● **Work instruction**
Where a line of the material includes the string "InvalidField", copy that line.

- - -

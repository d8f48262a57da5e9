//! Tokio-backed clock.
//!
//! One driver task owns every pending timer and fires them from a `select!`
//! loop, so callbacks never race each other and equal deadlines keep their
//! scheduling order.

use super::{CancelToken, Clock, TimerCallback};
use std::collections::{BTreeMap, HashMap};
use std::sync::atomic::{AtomicU64, Ordering};
use std::time::Duration;
use tokio::sync::mpsc::{self, UnboundedReceiver, UnboundedSender};
use tokio::time::Instant;

enum TimerCommand {
    Schedule {
        seq: u64,
        deadline: Instant,
        callback: TimerCallback,
    },
    Cancel(u64),
}

pub(crate) struct TokioClock {
    origin: Instant,
    next_seq: AtomicU64,
    cmd_tx: UnboundedSender<TimerCommand>,
}

impl TokioClock {
    /// Spawn the driver task on the current runtime. The task exits once the
    /// clock is dropped.
    pub(crate) fn spawn() -> (Self, tokio::task::JoinHandle<()>) {
        let (cmd_tx, cmd_rx) = mpsc::unbounded_channel::<TimerCommand>();
        let handle = tokio::spawn(drive_timers(cmd_rx));
        let clock = Self {
            origin: Instant::now(),
            next_seq: AtomicU64::new(0),
            cmd_tx,
        };
        (clock, handle)
    }
}

impl Clock for TokioClock {
    fn now(&self) -> Duration {
        self.origin.elapsed()
    }

    fn schedule(&self, delay: Duration, callback: TimerCallback) -> CancelToken {
        let seq = self.next_seq.fetch_add(1, Ordering::Relaxed);
        // Deadline is taken here, not in the driver, so queueing delay in the
        // channel cannot reorder timers.
        let deadline = Instant::now() + delay;
        if self
            .cmd_tx
            .send(TimerCommand::Schedule {
                seq,
                deadline,
                callback,
            })
            .is_err()
        {
            tracing::warn!(seq, "timer driver stopped; dropping scheduled callback");
        }
        CancelToken(seq)
    }

    fn cancel(&self, token: CancelToken) {
        let _ = self.cmd_tx.send(TimerCommand::Cancel(token.0));
    }
}

async fn drive_timers(mut cmd_rx: UnboundedReceiver<TimerCommand>) {
    let mut pending: BTreeMap<(Instant, u64), TimerCallback> = BTreeMap::new();
    let mut deadlines: HashMap<u64, Instant> = HashMap::new();

    loop {
        let next_deadline = pending.keys().next().map(|(deadline, _)| *deadline);

        tokio::select! {
            cmd = cmd_rx.recv() => {
                match cmd {
                    Some(TimerCommand::Schedule { seq, deadline, callback }) => {
                        pending.insert((deadline, seq), callback);
                        deadlines.insert(seq, deadline);
                    }
                    Some(TimerCommand::Cancel(seq)) => {
                        if let Some(deadline) = deadlines.remove(&seq) {
                            pending.remove(&(deadline, seq));
                        }
                    }
                    None => break,
                }
            }
            _ = async {
                match next_deadline {
                    Some(deadline) => tokio::time::sleep_until(deadline).await,
                    None => futures::future::pending().await,
                }
            } => {
                let now = Instant::now();
                while let Some(key) = pending.keys().next().copied().filter(|(d, _)| *d <= now) {
                    deadlines.remove(&key.1);
                    if let Some(callback) = pending.remove(&key) {
                        callback();
                    }
                }
            }
        }
    }

    if !pending.is_empty() {
        tracing::debug!(dropped = pending.len(), "timer driver shut down with pending timers");
    }
}
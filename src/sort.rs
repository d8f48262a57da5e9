//! Sortable list view model.
//!
//! Items expose named fields through [`Sortable`]; [`reorder`] produces a new,
//! stably sorted vector and never touches its input.

use serde::{Deserialize, Serialize};
use std::cmp::Ordering;
use thiserror::Error;

#[derive(Debug, Clone, Copy, PartialEq, Eq, Serialize, Deserialize)]
#[serde(rename_all = "lowercase")]
pub enum SortDirection {
    #[serde(alias = "asc")]
    Ascending,
    #[serde(alias = "desc")]
    Descending,
}

impl SortDirection {
    pub fn flipped(self) -> Self {
        match self {
            SortDirection::Ascending => SortDirection::Descending,
            SortDirection::Descending => SortDirection::Ascending,
        }
    }

    pub fn arrow(self) -> &'static str {
        match self {
            SortDirection::Ascending => "▲",
            SortDirection::Descending => "▼",
        }
    }
}

#[derive(Debug, Clone, PartialEq, Eq, Serialize, Deserialize)]
pub struct SortDescriptor {
    pub field: String,
    pub direction: SortDirection,
}

impl SortDescriptor {
    pub fn new(field: impl Into<String>, direction: SortDirection) -> Self {
        Self {
            field: field.into(),
            direction,
        }
    }

    pub fn ascending(field: impl Into<String>) -> Self {
        Self::new(field, SortDirection::Ascending)
    }

    pub fn descending(field: impl Into<String>) -> Self {
        Self::new(field, SortDirection::Descending)
    }
}

/// A comparable field value borrowed from an item.
#[derive(Debug, Clone, Copy, PartialEq)]
pub enum FieldValue<'a> {
    Number(f64),
    Text(&'a str),
    /// Length of a string sequence, e.g. `names.length`.
    Count(usize),
}

impl FieldValue<'_> {
    fn as_number(&self) -> Option<f64> {
        match self {
            FieldValue::Number(n) => Some(*n),
            FieldValue::Count(c) => Some(*c as f64),
            FieldValue::Text(_) => None,
        }
    }

    /// Natural ordering: numerically for numbers and counts, lexicographically
    /// for text. Numbers sort before text when kinds are mixed.
    pub fn natural_cmp(&self, other: &FieldValue<'_>) -> Ordering {
        match (self.as_number(), other.as_number()) {
            (Some(a), Some(b)) => a.total_cmp(&b),
            (Some(_), None) => Ordering::Less,
            (None, Some(_)) => Ordering::Greater,
            (None, None) => match (self, other) {
                (FieldValue::Text(a), FieldValue::Text(b)) => a.cmp(b),
                _ => Ordering::Equal,
            },
        }
    }
}

/// Records that can be ordered by a named field.
pub trait Sortable {
    /// Value of `field`, or `None` if the record has no such field.
    fn field(&self, field: &str) -> Option<FieldValue<'_>>;
}

#[derive(Debug, Clone, PartialEq, Eq, Error)]
pub enum SortError {
    #[error("invalid sort field {field:?}: not present on item {index}")]
    InvalidField { field: String, index: usize },
}

/// Return `items` ordered by `descriptor`. Ties keep their input order in both
/// directions.
pub fn reorder<T>(items: &[T], descriptor: &SortDescriptor) -> Result<Vec<T>, SortError>
where
    T: Sortable + Clone,
{
    // Resolve every key up front so a missing field fails before any sorting.
    let mut keyed = Vec::with_capacity(items.len());
    for (index, item) in items.iter().enumerate() {
        let value = item
            .field(&descriptor.field)
            .ok_or_else(|| SortError::InvalidField {
                field: descriptor.field.clone(),
                index,
            })?;
        keyed.push((value, item));
    }

    // `sort_by` is stable; reversing the comparator keeps equal keys in place.
    keyed.sort_by(|(a, _), (b, _)| match descriptor.direction {
        SortDirection::Ascending => a.natural_cmp(b),
        SortDirection::Descending => b.natural_cmp(a),
    });

    Ok(keyed.into_iter().map(|(_, item)| item.clone()).collect())
}

/// A fixed item collection plus the active sort descriptor.
#[derive(Debug, Clone)]
pub struct SortableListModel<T> {
    items: Vec<T>,
    descriptor: SortDescriptor,
}

impl<T> SortableListModel<T>
where
    T: Sortable + Clone,
{
    pub fn new(items: Vec<T>, descriptor: SortDescriptor) -> Self {
        Self { items, descriptor }
    }

    pub fn descriptor(&self) -> &SortDescriptor {
        &self.descriptor
    }

    /// Replace the active descriptor. Validation is deferred to the next
    /// [`view`](Self::view).
    pub fn set_descriptor(&mut self, descriptor: SortDescriptor) {
        tracing::debug!(field = %descriptor.field, direction = ?descriptor.direction, "sort descriptor changed");
        self.descriptor = descriptor;
    }

    /// Column-header click: the active field flips direction, any other field
    /// starts ascending.
    pub fn sort_by_column(&mut self, field: &str) {
        let next = if self.descriptor.field == field {
            SortDescriptor::new(field, self.descriptor.direction.flipped())
        } else {
            SortDescriptor::ascending(field)
        };
        self.set_descriptor(next);
    }

    pub fn view(&self) -> Result<Vec<T>, SortError> {
        reorder(&self.items, &self.descriptor)
    }
}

- - -

● **Answer for the task**
    InvalidField { field: String, index: usize },
            .ok_or_else(|| SortError::InvalidField {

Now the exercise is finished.